-- How to complete this task --
Set down the listing below verbatim, but only from its first line through the line containing "fn sample_demographics(ctx: &mut".

-- Supplied data --
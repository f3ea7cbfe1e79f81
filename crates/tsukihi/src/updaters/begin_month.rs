//! Step 1: month-start resets and the one-shot entry sampling.

use tsukihi_core::sampling::{categorical_index, clamp_range, uniform_in_range};

use crate::inputs::cohort::AgeDistribution;
use crate::types::{
    Breastfeeding, Cd4ResponseType, Gender, HivState, MaternalStatus, PedsAgeCat, PedsHivState,
    TransmRisk,
};

use super::UpdaterCtx;

/// Entry sampling: age, gender, risk, HIV state, CD4/HVL, maternal state.
pub(crate) fn initial(ctx: &mut UpdaterCtx) {
    sample_demographics(ctx);
    sample_hiv_state(ctx);
    if ctx.sim.peds.enable {
        sample_pediatric_entry(ctx);
    }
    record_entry_stats(ctx);
    ctx.refresh_care_state();
    let age = ctx.patient.general.age_months;
    let gender = ctx.patient.general.gender;
    ctx.patient.general.qol_month = ctx.sim.cost.background_qol(age, gender);
    if ctx.patient.general.tracing_enabled {
        ctx.tracer.begin_patient(ctx.patient.general.patient_id);
        let text = format!(
            "ENTER age {} {} {} CD4 {:.0}",
            ctx.patient.general.age_months,
            ctx.patient.general.gender.label(),
            ctx.patient.disease.hiv_state.label(),
            ctx.patient.disease.true_cd4
        );
        ctx.trace(text);
    }
}

/// Month-start scratch resets and start-of-month census.
pub(crate) fn monthly(ctx: &mut UpdaterCtx) {
    let month = ctx.month();
    ctx.patient.disease.mortality_risks.clear();
    let age = ctx.patient.general.age_months;
    let gender = ctx.patient.general.gender;
    ctx.patient.general.qol_month = ctx.sim.cost.background_qol(age, gender);

    let summary = ctx.stats.time_summary_mut(month);
    summary.num_alive += 1;
    if ctx.patient.disease.hiv_state == HivState::Negative {
        summary.num_hiv_negative_at_start += 1;
    } else {
        summary.num_hiv_positive += 1;
    }
    if ctx.patient.art.on_art {
        summary.num_on_art += 1;
    }
    if ctx.patient.monitoring.care_state.is_engaged() {
        summary.num_in_care += 1;
    }
    if ctx.patient.monitoring.on_prep {
        summary.num_on_prep += 1;
    }
    if ctx.patient.tb.state.is_active() {
        summary.num_active_tb += 1;
    }
}

fn sample_demographics(ctx: &mut UpdaterCtx) {
    let age_months = match &ctx.sim.cohort.age {
        AgeDistribution::Normal { mean, std_dev } => {
            ctx.patient.rng.gaussian(*mean, *std_dev).max(0.0) as u32
        }
        AgeDistribution::Custom(strata) => {
            let weights: Vec<f64> = strata.iter().map(|s| s.weight).collect();
            let u = ctx.patient.rng.uniform();
            match categorical_index(&weights, u) {
                Some(i) => {
                    let s = &strata[i];
                    let u2 = ctx.patient.rng.uniform();
                    uniform_in_range(s.min_months as f64, s.max_months as f64, u2) as u32
                }
                None => 0,
            }
        }
    };
    ctx.patient.general.age_months = age_months;
    ctx.patient.general.gender = if ctx.patient.rng.event(ctx.sim.cohort.male_fraction) {
        Gender::Male
    } else {
        Gender::Female
    };
    let u = ctx.patient.rng.uniform();
    let risk_idx = categorical_index(&ctx.sim.cohort.transm_risk_dist, u).unwrap_or(2);
    ctx.patient.general.transm_risk = TransmRisk::ALL[risk_idx];
    for (i, def) in ctx.sim.cohort.risk_factors.iter().enumerate() {
        ctx.patient.general.risk_factors[i] = ctx.patient.rng.event(def.prevalence);
    }
    ctx.patient.monitoring.high_risk = ctx.patient.rng.event(ctx.sim.cohort.high_risk_fraction);
    let het = &ctx.sim.heterogeneity;
    ctx.patient.general.baseline_logit = ctx
        .patient
        .rng
        .gaussian(het.baseline_logit.mean, het.baseline_logit.std_dev);
    let u = ctx.patient.rng.uniform();
    let resp = categorical_index(&ctx.sim.cohort.cd4_response_type_dist, u).unwrap_or(0);
    ctx.patient.art.cd4_response_type = Cd4ResponseType::ALL[resp];
    ctx.patient.peds.age_category = if ctx.sim.peds.enable {
        PedsAgeCat::from_age_months(age_months)
    } else {
        PedsAgeCat::Adult
    };
}

fn sample_hiv_state(ctx: &mut UpdaterCtx) {
    let u = ctx.patient.rng.uniform();
    let idx = categorical_index(&ctx.sim.cohort.initial_hiv_state, u).unwrap_or(0);
    let state = match idx {
        1 => HivState::AcuteSyndrome,
        2 => HivState::AsymptomaticChronic,
        3 => HivState::SymptomaticChronic,
        _ => HivState::Negative,
    };
    ctx.patient.disease.hiv_state = state;
    if state == HivState::Negative {
        return;
    }
    ctx.patient.disease.prevalent_case = true;
    ctx.patient.disease.month_of_infection = Some(0);
    if state != HivState::AcuteSyndrome {
        ctx.patient.disease.month_of_chronic_transition = Some(0);
    }

    let cohort = &ctx.sim.cohort;
    let cd4 = if cohort.initial_cd4_sqrt_scale {
        let root = ctx
            .patient
            .rng
            .gaussian(cohort.initial_cd4_mean.sqrt(), cohort.initial_cd4_std_dev);
        root.max(0.0).powi(2)
    } else {
        ctx.patient
            .rng
            .gaussian(cohort.initial_cd4_mean, cohort.initial_cd4_std_dev)
    };
    ctx.patient.disease.true_cd4 = clamp_range(cd4, 0.0, cohort.max_cd4);
    ctx.patient.disease.track_cd4_minimum();

    let strata = ctx.patient.disease.cd4_strata();
    let u = ctx.patient.rng.uniform();
    let hvl_idx =
        categorical_index(&cohort.initial_hvl_given_cd4[strata.index()], u).unwrap_or(3);
    let hvl = tsukihi_core::strata::HvlStrata::from_index(hvl_idx);
    ctx.patient.disease.hvl = hvl;
    ctx.patient.disease.setpoint_hvl = hvl;
    ctx.patient.disease.target_hvl = hvl;
}

fn sample_pediatric_entry(ctx: &mut UpdaterCtx) {
    let peds_inputs = &ctx.sim.peds;
    if ctx.patient.peds.age_category != PedsAgeCat::EarlyChildhood {
        return;
    }
    let u = ctx.patient.rng.uniform();
    let status_idx = categorical_index(&peds_inputs.maternal_status_dist, u).unwrap_or(0);
    let status = match status_idx {
        1 => MaternalStatus::ChronicHighCd4,
        2 => MaternalStatus::ChronicLowCd4,
        3 => MaternalStatus::Acute,
        _ => MaternalStatus::Negative,
    };
    let peds = &mut ctx.patient.peds;
    peds.maternal_status = status;
    peds.hiv_exposed = status.is_positive();
    peds.never_exposed = !status.is_positive();
    peds.maternal_status_known = ctx.patient.rng.event(peds_inputs.prob_maternal_status_known);
    if status.is_positive() {
        peds.mother_on_art = ctx.patient.rng.event(peds_inputs.prob_mother_on_art);
        if peds.mother_on_art {
            peds.mother_suppressed = ctx.patient.rng.event(peds_inputs.prob_mother_suppressed);
            peds.mother_on_art_known = peds.maternal_status_known;
            peds.mother_suppressed_known =
                ctx.patient.rng.event(peds_inputs.prob_suppression_known);
        }
    }
    let u = ctx.patient.rng.uniform();
    let bf_idx = categorical_index(&peds_inputs.breastfeeding_dist, u).unwrap_or(3);
    peds.breastfeeding = match bf_idx {
        0 => Breastfeeding::Exclusive,
        1 => Breastfeeding::Mixed,
        2 => Breastfeeding::Complementary,
        _ => Breastfeeding::Replacement,
    };
    peds.breastfeeding_stop_age_months = ctx
        .patient
        .rng
        .gaussian(
            peds_inputs.breastfeeding_stop_age.mean,
            peds_inputs.breastfeeding_stop_age.std_dev,
        )
        .max(0.0) as u32;
    peds.in_eid_system =
        peds_inputs.eid.enable && ctx.patient.rng.event(peds_inputs.eid.prob_enrolled);

    // Perinatal transmission resolved at entry for infected entrants.
    if ctx.patient.disease.hiv_state.is_infected() {
        ctx.patient.disease.peds_hiv_state = PedsHivState::IntraUterine;
        let perc = &peds_inputs.initial_cd4_percentage;
        ctx.patient.disease.true_cd4_percentage = ctx
            .patient
            .rng
            .gaussian_clamped(perc.mean, perc.std_dev, 0.0, 100.0);
        ctx.patient.disease.track_cd4_minimum();
    } else if peds.hiv_exposed {
        ctx.patient.disease.peds_hiv_state = PedsHivState::Negative;
    }
}

fn record_entry_stats(ctx: &mut UpdaterCtx) {
    let general = &ctx.patient.general;
    let disease = &ctx.patient.disease;
    ctx.stats.initial_age.add(general.age_months as f64);
    ctx.stats.num_by_gender[general.gender.index()] += 1;
    ctx.stats.num_by_initial_hiv_state[disease.hiv_state.index()] += 1;
    if disease.hiv_state.is_infected() {
        ctx.stats.initial_cd4.add(disease.true_cd4);
    }
}

#[cfg(test)]
mod tests {
    use super::*;
    use crate::inputs::{InputFile, SimContext};
    use crate::rng::SimRng;
    use crate::state::Patient;
    use crate::stats::{CostStats, RunStats};
    use crate::trace::Tracer;

    fn run_initial(input: InputFile, seed: u64) -> (Patient, RunStats) {
        let sim = SimContext::from_input(input);
        let mut stats = RunStats::new(&sim);
        let mut costs = CostStats::new(&sim);
        let mut tracer = Tracer::disabled();
        let mut patient = Patient::new(seed, &sim, SimRng::new(seed));
        let mut ctx = UpdaterCtx::new(&mut patient, &sim, &mut stats, &mut costs, &mut tracer);
        initial(&mut ctx);
        (patient, stats)
    }

    #[test]
    fn test_negative_cohort_stays_negative() {
        let (patient, stats) = run_initial(InputFile::default(), 1);
        assert_eq!(patient.disease().hiv_state, HivState::Negative);
        assert_eq!(stats.num_by_initial_hiv_state[0], 1);
    }

    #[test]
    fn test_infected_entrant_gets_cd4_and_hvl() {
        let mut input = InputFile::default();
        input.cohort.initial_hiv_state = [0.0, 0.0, 1.0, 0.0];
        let (patient, stats) = run_initial(input, 2);
        assert_eq!(
            patient.disease().hiv_state,
            HivState::AsymptomaticChronic
        );
        assert!(patient.disease().true_cd4 > 0.0);
        assert!(patient.disease().prevalent_case);
        assert_eq!(stats.initial_cd4.count, 1);
    }

    #[test]
    fn test_cd4_clamped_to_max() {
        let mut input = InputFile::default();
        input.cohort.initial_hiv_state = [0.0, 0.0, 1.0, 0.0];
        input.cohort.initial_cd4_mean = 5_000.0;
        input.cohort.initial_cd4_std_dev = 0.0;
        input.cohort.max_cd4 = 2_000.0;
        let (patient, _) = run_initial(input, 3);
        assert_eq!(patient.disease().true_cd4, 2_000.0);
    }

    #[test]
    fn test_custom_age_distribution_respects_bounds() {
        let mut input = InputFile::default();
        input.cohort.age = AgeDistribution::Custom(vec![crate::inputs::cohort::AgeStratum {
            min_months: 240,
            max_months: 300,
            weight: 1.0,
        }]);
        for seed in 0..20 {
            let (patient, _) = run_initial(input.clone(), seed);
            let age = patient.general().age_months;
            assert!((240..=300).contains(&age));
        }
    }

    #[test]
    fn test_monthly_reset_clears_risks() {
        let sim = SimContext::default();
        let mut stats = RunStats::new(&sim);
        let mut costs = CostStats::new(&sim);
        let mut tracer = Tracer::disabled();
        let mut patient = Patient::new(0, &sim, SimRng::new(0));
        patient
            .disease
            .mortality_risks
            .push(tsukihi_core::mortality::MortalityRisk::new(
                crate::types::DeathCause::Hiv,
                2.0,
            ));
        let mut ctx = UpdaterCtx::new(&mut patient, &sim, &mut stats, &mut costs, &mut tracer);
        monthly(&mut ctx);
        assert!(ctx.patient.disease.mortality_risks.is_empty());
        assert_eq!(ctx.stats.time_summaries[0].num_alive, 1);
    }
}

-- Response to the exercise --
repository f3ea7cbfe1e79f81
filename crates/tsukihi/src/updaters/begin_month.rs
//! Step 1: month-start resets and the one-shot entry sampling.

use tsukihi_core::sampling::{categorical_index, clamp_range, uniform_in_range};

use crate::inputs::cohort::AgeDistribution;
use crate::types::{
    Breastfeeding, Cd4ResponseType, Gender, HivState, MaternalStatus, PedsAgeCat, PedsHivState,
    TransmRisk,
};

use super::UpdaterCtx;

/// Entry sampling: age, gender, risk, HIV state, CD4/HVL, maternal state.
pub(crate) fn initial(ctx: &mut UpdaterCtx) {
    sample_demographics(ctx);
    sample_hiv_state(ctx);
    if ctx.sim.peds.enable {
        sample_pediatric_entry(ctx);
    }
    record_entry_stats(ctx);
    ctx.refresh_care_state();
    let age = ctx.patient.general.age_months;
    let gender = ctx.patient.general.gender;
    ctx.patient.general.qol_month = ctx.sim.cost.background_qol(age, gender);
    if ctx.patient.general.tracing_enabled {
        ctx.tracer.begin_patient(ctx.patient.general.patient_id);
        let text = format!(
            "ENTER age {} {} {} CD4 {:.0}",
            ctx.patient.general.age_months,
            ctx.patient.general.gender.label(),
            ctx.patient.disease.hiv_state.label(),
            ctx.patient.disease.true_cd4
        );
        ctx.trace(text);
    }
}

/// Month-start scratch resets and start-of-month census.
pub(crate) fn monthly(ctx: &mut UpdaterCtx) {
    let month = ctx.month();
    ctx.patient.disease.mortality_risks.clear();
    let age = ctx.patient.general.age_months;
    let gender = ctx.patient.general.gender;
    ctx.patient.general.qol_month = ctx.sim.cost.background_qol(age, gender);

    let summary = ctx.stats.time_summary_mut(month);
    summary.num_alive += 1;
    if ctx.patient.disease.hiv_state == HivState::Negative {
        summary.num_hiv_negative_at_start += 1;
    } else {
        summary.num_hiv_positive += 1;
    }
    if ctx.patient.art.on_art {
        summary.num_on_art += 1;
    }
    if ctx.patient.monitoring.care_state.is_engaged() {
        summary.num_in_care += 1;
    }
    if ctx.patient.monitoring.on_prep {
        summary.num_on_prep += 1;
    }
    if ctx.patient.tb.state.is_active() {
        summary.num_active_tb += 1;
    }
}

fn sample_demographics(ctx: &mut UpdaterCtx) {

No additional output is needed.